EXERCISE DATA Start Marker

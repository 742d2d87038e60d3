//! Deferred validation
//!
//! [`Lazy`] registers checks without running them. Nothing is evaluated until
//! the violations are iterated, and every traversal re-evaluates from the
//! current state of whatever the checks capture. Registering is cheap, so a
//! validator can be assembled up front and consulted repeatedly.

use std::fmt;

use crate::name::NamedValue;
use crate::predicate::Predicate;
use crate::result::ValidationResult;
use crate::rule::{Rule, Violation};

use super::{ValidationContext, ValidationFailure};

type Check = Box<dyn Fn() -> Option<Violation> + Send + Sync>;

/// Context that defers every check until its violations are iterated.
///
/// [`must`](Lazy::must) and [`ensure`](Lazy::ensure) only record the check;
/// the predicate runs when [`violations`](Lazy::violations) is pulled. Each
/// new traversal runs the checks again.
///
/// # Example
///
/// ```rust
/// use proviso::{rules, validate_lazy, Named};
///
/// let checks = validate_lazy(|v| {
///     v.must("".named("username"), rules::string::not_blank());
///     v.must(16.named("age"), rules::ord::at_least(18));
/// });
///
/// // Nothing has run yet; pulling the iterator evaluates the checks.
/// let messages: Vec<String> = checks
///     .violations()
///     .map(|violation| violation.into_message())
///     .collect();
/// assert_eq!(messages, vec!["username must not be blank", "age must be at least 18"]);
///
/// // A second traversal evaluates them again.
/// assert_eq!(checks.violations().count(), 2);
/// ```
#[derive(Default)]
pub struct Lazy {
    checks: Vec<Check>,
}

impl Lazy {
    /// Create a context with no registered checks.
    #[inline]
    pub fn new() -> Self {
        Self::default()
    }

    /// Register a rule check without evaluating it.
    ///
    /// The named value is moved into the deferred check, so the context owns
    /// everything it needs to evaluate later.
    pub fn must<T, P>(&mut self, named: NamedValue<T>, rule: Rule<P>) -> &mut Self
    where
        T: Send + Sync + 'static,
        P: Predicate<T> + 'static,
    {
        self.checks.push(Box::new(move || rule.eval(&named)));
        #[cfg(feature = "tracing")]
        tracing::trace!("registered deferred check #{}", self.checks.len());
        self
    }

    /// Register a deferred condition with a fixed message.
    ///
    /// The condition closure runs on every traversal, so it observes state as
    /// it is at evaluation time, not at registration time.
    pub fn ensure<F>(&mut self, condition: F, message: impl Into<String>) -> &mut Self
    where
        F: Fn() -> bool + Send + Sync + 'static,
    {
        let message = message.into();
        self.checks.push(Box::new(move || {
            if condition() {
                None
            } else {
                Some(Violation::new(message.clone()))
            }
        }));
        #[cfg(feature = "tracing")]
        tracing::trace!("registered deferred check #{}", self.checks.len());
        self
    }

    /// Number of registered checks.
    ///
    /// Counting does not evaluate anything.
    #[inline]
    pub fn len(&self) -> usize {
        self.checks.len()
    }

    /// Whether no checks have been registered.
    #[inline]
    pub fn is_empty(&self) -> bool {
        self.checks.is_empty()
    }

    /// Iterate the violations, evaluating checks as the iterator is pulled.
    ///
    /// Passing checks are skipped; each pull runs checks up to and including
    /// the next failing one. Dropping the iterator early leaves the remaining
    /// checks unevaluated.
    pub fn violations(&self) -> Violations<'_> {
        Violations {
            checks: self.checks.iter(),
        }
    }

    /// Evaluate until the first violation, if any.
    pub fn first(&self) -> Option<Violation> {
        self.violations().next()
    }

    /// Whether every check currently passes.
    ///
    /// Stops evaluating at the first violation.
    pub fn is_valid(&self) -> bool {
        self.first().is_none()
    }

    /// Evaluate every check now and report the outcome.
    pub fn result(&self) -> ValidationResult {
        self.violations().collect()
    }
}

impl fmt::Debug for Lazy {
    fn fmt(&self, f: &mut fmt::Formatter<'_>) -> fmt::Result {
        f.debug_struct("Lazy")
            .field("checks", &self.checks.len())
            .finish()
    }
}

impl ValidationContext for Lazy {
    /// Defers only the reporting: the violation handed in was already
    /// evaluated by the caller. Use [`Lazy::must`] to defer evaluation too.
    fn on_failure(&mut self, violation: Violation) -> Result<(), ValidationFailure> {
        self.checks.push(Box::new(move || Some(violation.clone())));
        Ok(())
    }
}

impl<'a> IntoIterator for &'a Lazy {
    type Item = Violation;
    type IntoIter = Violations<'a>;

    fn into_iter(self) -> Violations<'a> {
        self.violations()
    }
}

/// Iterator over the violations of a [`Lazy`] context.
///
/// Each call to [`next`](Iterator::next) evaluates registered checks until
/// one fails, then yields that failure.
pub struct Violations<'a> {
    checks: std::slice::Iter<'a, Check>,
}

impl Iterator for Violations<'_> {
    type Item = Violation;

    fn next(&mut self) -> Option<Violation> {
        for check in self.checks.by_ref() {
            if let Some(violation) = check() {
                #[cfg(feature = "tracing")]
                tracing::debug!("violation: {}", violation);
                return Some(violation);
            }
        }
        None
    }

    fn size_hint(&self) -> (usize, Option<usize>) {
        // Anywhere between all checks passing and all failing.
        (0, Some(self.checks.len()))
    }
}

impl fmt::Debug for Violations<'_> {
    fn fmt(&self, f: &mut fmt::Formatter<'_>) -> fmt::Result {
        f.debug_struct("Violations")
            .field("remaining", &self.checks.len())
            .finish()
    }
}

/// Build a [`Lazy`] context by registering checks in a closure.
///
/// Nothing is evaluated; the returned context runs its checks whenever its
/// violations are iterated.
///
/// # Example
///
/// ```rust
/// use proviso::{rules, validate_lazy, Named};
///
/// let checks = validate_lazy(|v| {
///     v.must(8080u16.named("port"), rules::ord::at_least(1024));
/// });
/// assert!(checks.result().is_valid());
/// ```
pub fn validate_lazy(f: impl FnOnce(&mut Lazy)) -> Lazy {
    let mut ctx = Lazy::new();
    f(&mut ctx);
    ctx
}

EXERCISE DATA End Marker

### PROMPT
Copy each line of the data that contains the word "failing", leaving the other lines out.

### ANSWER BELOW
    /// the next failing one. Dropping the iterator early leaves the remaining
        // Anywhere between all checks passing and all failing.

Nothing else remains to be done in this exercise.